Lol well if you cut the peppers up outside then there will be almost no impact to the house.
It's cheap, especially if you or someone you know grows the peppers. Million variations so can play around with. And very little work time invested. It's mostly waiting for the ferment. Low risk/high reward venture
Very interesting discussion. As a brief aside, I was once eating in a Mexican restaurant in Livingston, AL a few years back. One of the workers brought a "hot sauce salesman" to my table. He had a bottle something called the "devil's blood". I don't know what the units are, but this was the hottest stuff in the universe, according to him. He warned me so I put a drop - just one drop - on my finger and then my tongue. It took hours for my tongue to recover and a little less time for my finger. Never again. I would try yours, however.

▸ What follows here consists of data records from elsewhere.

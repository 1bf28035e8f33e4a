/// The single debug session of this process and its lifecycle
mod error;
mod lifecycle;
#[allow(clippy::module_inception)]
mod session;
mod slot;

pub use error::{AttachError, TransportError};
pub use lifecycle::{
    AcceptedMessage, AttachOptions, HelloMessage, SessionHandle, connect_and_start, connect_and_start_in,
    default_accepted_message, default_hello_message, start_from_connection, start_from_connection_in,
};
pub use session::{DEFAULT_PROMPT, Session};
pub use slot::{Acquired, SessionSlot, SlotGuard, global_slot};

I’ve made my own barbecue sauce, but not hot sauce. I like heat, but I don’t like the flavor of Habaneros.
I might follow your recipe, though. Thanks for sharing. I’m thinking Jalapeño and Serrano. When making sauces, instead of sugar, I like to use honey, or strawberry jam.
I have a couple bbq sauces I finally have dialed in. has taken me about 10 years to get here.
and for the hot sauce don't think of it is a recipe. it is a method. you then chose your own recipe for your tastes. each pepper, and the combo of peppers, changes the results. absolutely find what floats your boat. It will take me years to go through everything I have in mind just for this one method, then I would have to spend a few more years to dial it in to find what I really like
I am a huge fan of Aaron Franklin. I bring him up not for his recipes but if you follow him he basically says "here are some guidelines and tips, here are some methods. tweak for you, and for your ingredients, until it works for you"
I think the following of recipes is detrimental. find a method, learn how and why it works, and then change to fit your needs and tastes. if you are not failing or finding areas to improve, you are not trying
That’s the joy of cooking. When you don’t need to measure anymore but just go by feel. One of the best things I ever made was a homemade, from scratch chili with odds and ends from the freezer and the pantry.
Hot sauce, saucy and hot, it's all good.